Tags: pretyflaco/millet
Tags
v0.12.7: single-source path keeps diarized in-room speakers v0.12.6 routed in-room recordings to the mono path (correctly diarizing the in-room speakers), but the mono path then remapped diarized speakers onto YOU/REMOTE by channel energy. On dual-mono audio every speaker is equally mic-dominant, so that remap collapsed the genuine speakers back into one. Skip the channel-energy YOU/REMOTE relabeling (and channel correction) when the recording was detected single-source, keeping the pyannote diarization result so voiceprint naming can label each in-room speaker.
v0.12.6: fix in-room multi-speaker collapse in dual-diarize path The default dual-diarize path assumes the mic (left) channel carries a single local speaker (labeled YOU) and only diarizes the system (right) channel. For an in-room recording -- several people sharing one mic, system channel silent or a duplicate of the mic -- every mic speaker collapsed into one. Now detect single-source stereo and fall back to the mono path (mix down + diarize the combined signal), which splits the in-room speakers. Genuine remote calls (active, distinct system channel) keep using dual-diarize. - _is_single_source_stereo: True when the system channel's active-sample RMS is below system_inactive_rms_ratio (0.10) of the mic's, OR the channels' Pearson correlation is >= channel_duplicate_corr (0.98). Conservative on analysis failure (keeps dual-diarize). - _load_stereo_int16: ffmpeg-based stereo decode (wav/ogg). - CLI --single-source-fallback/--no-single-source-fallback (default on); TranscriptionConfig.single_source_fallback + the two thresholds. - Tests: silent/duplicate/decorrelated detection + dispatch fallback + the no-regression guard for real remote calls.
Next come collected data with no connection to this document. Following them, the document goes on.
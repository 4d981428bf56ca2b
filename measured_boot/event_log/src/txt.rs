/*
 * Copyright (c) Huawei Technologies Co., Ltd. 2025. All rights reserved.
 * Global Trust Authority is licensed under the Mulan PSL v2.
 * You can use this software according to the terms and conditions of the Mulan PSL v2.
 * You may obtain a copy of Mulan PSL v2 at:
 *     http://license.coscl.org.cn/MulanPSL2
 * THIS SOFTWARE IS PROVIDED ON AN "AS IS" BASIS, WITHOUT WARRANTIES OF ANY KIND, EITHER EXPRESS OR
 * IMPLIED, INCLUDING BUT NOT LIMITED TO NON-INFRINGEMENT, MERCHANTABILITY OR FIT FOR A PARTICULAR
 * PURPOSE.
 * See the Mulan PSL v2 for more details.
 */

//! Intel TXT event logs
//!
//! Two headers bound a run of `TCG_PCR_EVENT` records:
//! - the TXT 1.2 event log container, whose offsets are absolute in the source
//! - the TXT heap event log descriptor, whose offsets are relative to the event log buffer
//!   it describes (the region at `phys_addr`, supplied by the caller)

use std::io::{Read, Seek};

use crate::byte_reader::{ByteParseable, ByteReader};
use crate::error::EventLogError;
use crate::event::log::{EventLog, EventLogDecoder};
use crate::event::model::{AlgorithmId, LogFormat};

pub const TXT_CONTAINER_SIGNATURE_SIZE: usize = 16;
const TXT_CONTAINER_RESERVED_SIZE: usize = 12;

/// TXT 1.2 event log container header (44 bytes)
#[derive(Debug, Clone, PartialEq, Eq)]
pub struct TxtEventLogContainer {
    pub signature: [u8; TXT_CONTAINER_SIGNATURE_SIZE],
    pub container_ver_major: u8,
    pub container_ver_minor: u8,
    pub pcr_event_ver_major: u8,
    pub pcr_event_ver_minor: u8,
    pub size: u32,
    pub pcr_events_offset: u32,
    pub next_event_offset: u32,
}

impl TxtEventLogContainer {
    /// Signature as text, NUL padding removed
    pub fn signature_string(&self) -> String {
        String::from_utf8_lossy(&self.signature).trim_end_matches('\0').to_string()
    }
}

impl ByteParseable for TxtEventLogContainer {
    /// Fields are read in declared order; the reserved bytes are read and discarded
    fn parse_from<R: Read + Seek>(parser: &mut ByteReader<R>) -> Result<Self, EventLogError> {
        let signature: [u8; TXT_CONTAINER_SIGNATURE_SIZE] = parser.read_array()?;
        let _reserved: [u8; TXT_CONTAINER_RESERVED_SIZE] = parser.read_array()?;
        Ok(Self {
            signature,
            container_ver_major: parser.read_u8()?,
            container_ver_minor: parser.read_u8()?,
            pcr_event_ver_major: parser.read_u8()?,
            pcr_event_ver_minor: parser.read_u8()?,
            size: parser.read_u32()?,
            pcr_events_offset: parser.read_u32()?,
            next_event_offset: parser.read_u32()?,
        })
    }
}

/// TXT heap event log descriptor (40 bytes)
///
/// The log it describes holds single-digest records hashed with `alg`.
#[derive(Debug, Clone, PartialEq, Eq)]
pub struct TxtHeapEventLogDescr {
    pub alg: u16,
    pub phys_addr: u64,
    pub size: u64,
    pub pcr_events_offset: u64,
    pub next_event_offset: u64,
}

impl ByteParseable for TxtHeapEventLogDescr {
    fn parse_from<R: Read + Seek>(parser: &mut ByteReader<R>) -> Result<Self, EventLogError> {
        let alg: u16 = parser.read_u16()?;
        let _reserved: u16 = parser.read_u16()?;
        Ok(Self {
            alg,
            phys_addr: parser.read_u64()?,
            size: parser.read_u64()?,
            pcr_events_offset: parser.read_u64()?,
            next_event_offset: parser.read_u64()?,
        })
    }
}

fn check_next_event_offset(next_event_offset: u64, size: u64) -> Result<(), EventLogError> {
    if next_event_offset > size {
        return Err(EventLogError::OutOfBounds { offset: next_event_offset, limit: size });
    }
    Ok(())
}

impl EventLogDecoder {
    /// Decode a TXT 1.2 event log whose container header starts at the current position
    ///
    /// # Errors
    /// * `OutOfBounds` - `nextEventOffset` lies beyond the container size or the source
    /// * Any record decoding error
    pub fn decode_txt12_log<R: Read + Seek>(&self, reader: &mut ByteReader<R>) -> Result<EventLog, EventLogError> {
        let container = TxtEventLogContainer::parse_from(reader)?;
        log::debug!(
            "TXT container {:?} v{}.{}, events [{}, {})",
            container.signature_string(),
            container.container_ver_major,
            container.container_ver_minor,
            container.pcr_events_offset,
            container.next_event_offset
        );
        check_next_event_offset(container.next_event_offset as u64, container.size as u64)?;

        self.assemble(
            reader,
            container.pcr_events_offset as u64,
            container.next_event_offset as u64,
            &LogFormat::Sha1,
        )
    }

    /// Decode the event log described by a TXT heap descriptor
    ///
    /// `buffer` reads the event log buffer itself; the descriptor offsets are relative to it.
    ///
    /// # Errors
    /// * `UnknownAlgorithm` - `descr.alg` is not a known digest algorithm
    /// * `OutOfBounds` - `nextEventOffset` lies beyond the descriptor size or the buffer
    /// * Any record decoding error
    pub fn decode_txt_heap_log<R: Read + Seek>(
        &self,
        descr: &TxtHeapEventLogDescr,
        buffer: &mut ByteReader<R>,
    ) -> Result<EventLog, EventLogError> {
        let algorithm = AlgorithmId::try_from(descr.alg)?;
        check_next_event_offset(descr.next_event_offset, descr.size)?;
        log::debug!(
            "TXT heap log at 0x{:x} ({}), events [{}, {})",
            descr.phys_addr, algorithm, descr.pcr_events_offset, descr.next_event_offset
        );

        self.assemble(
            buffer,
            descr.pcr_events_offset,
            descr.next_event_offset,
            &LogFormat::SingleDigest(algorithm),
        )
    }
}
v0.12.5: title-aware schedule matching + sync collision guard detect_meeting_type now considers the session title: a titled session only auto-matches a schedule whose name/folder slug equals the title slug, otherwise it returns None so the caller files it under its own folder. This stops an ad-hoc meeting recorded inside a schedule window (e.g. a "post-scrum" at 09:03 inside the 06:30-09:30 standup window) from being misfiled as the scheduled meeting. Untitled sessions keep the prior pure time-window behavior. sync_session writes a local-only .session-id marker into each synced folder and disambiguates (<folder>-<sessionid-suffix>) instead of overwriting when an existing folder belongs to a different session. The marker is registered in the clone's .git/info/exclude so it is never committed/pushed and never trips the uncommitted-changes guard. Pairs with vezir v0.7.16 (title injection + sync-as override).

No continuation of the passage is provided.